* _PROBLEM TO SOLVE_
Reproduce all the entries beneath this sentence exactly.
[[ DATA SHOWN, beginning ]]
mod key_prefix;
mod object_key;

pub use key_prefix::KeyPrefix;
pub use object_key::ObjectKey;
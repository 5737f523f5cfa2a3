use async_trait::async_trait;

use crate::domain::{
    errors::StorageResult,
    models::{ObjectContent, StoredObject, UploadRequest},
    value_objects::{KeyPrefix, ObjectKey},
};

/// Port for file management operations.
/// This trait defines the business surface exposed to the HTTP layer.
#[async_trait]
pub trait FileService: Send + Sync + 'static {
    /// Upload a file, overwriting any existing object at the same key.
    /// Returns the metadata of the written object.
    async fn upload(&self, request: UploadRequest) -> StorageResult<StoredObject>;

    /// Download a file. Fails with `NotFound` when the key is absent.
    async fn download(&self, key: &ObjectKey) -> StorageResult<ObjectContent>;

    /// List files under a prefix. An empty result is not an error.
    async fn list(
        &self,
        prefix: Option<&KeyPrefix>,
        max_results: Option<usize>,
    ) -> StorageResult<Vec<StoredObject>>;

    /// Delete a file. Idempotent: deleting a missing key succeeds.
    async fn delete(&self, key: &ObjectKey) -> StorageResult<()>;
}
[[ DATA SHOWN, end ]]
* _ANSWER FOR THE TASK_
mod key_prefix;
mod object_key;

pub use key_prefix::KeyPrefix;
pub use object_key::ObjectKey;
repository 5737f523f5cfa2a3
use async_trait::async_trait;

use crate::domain::{
    errors::StorageResult,
    models::{ObjectContent, StoredObject, UploadRequest},
    value_objects::{KeyPrefix, ObjectKey},
};

/// Port for file management operations.
/// This trait defines the business surface exposed to the HTTP layer.
#[async_trait]
pub trait FileService: Send + Sync + 'static {
    /// Upload a file, overwriting any existing object at the same key.
    /// Returns the metadata of the written object.
    async fn upload(&self, request: UploadRequest) -> StorageResult<StoredObject>;

    /// Download a file. Fails with `NotFound` when the key is absent.
    async fn download(&self, key: &ObjectKey) -> StorageResult<ObjectContent>;

    /// List files under a prefix. An empty result is not an error.
    async fn list(
        &self,
        prefix: Option<&KeyPrefix>,
        max_results: Option<usize>,
    ) -> StorageResult<Vec<StoredObject>>;

    /// Delete a file. Idempotent: deleting a missing key succeeds.
    async fn delete(&self, key: &ObjectKey) -> StorageResult<()>;
}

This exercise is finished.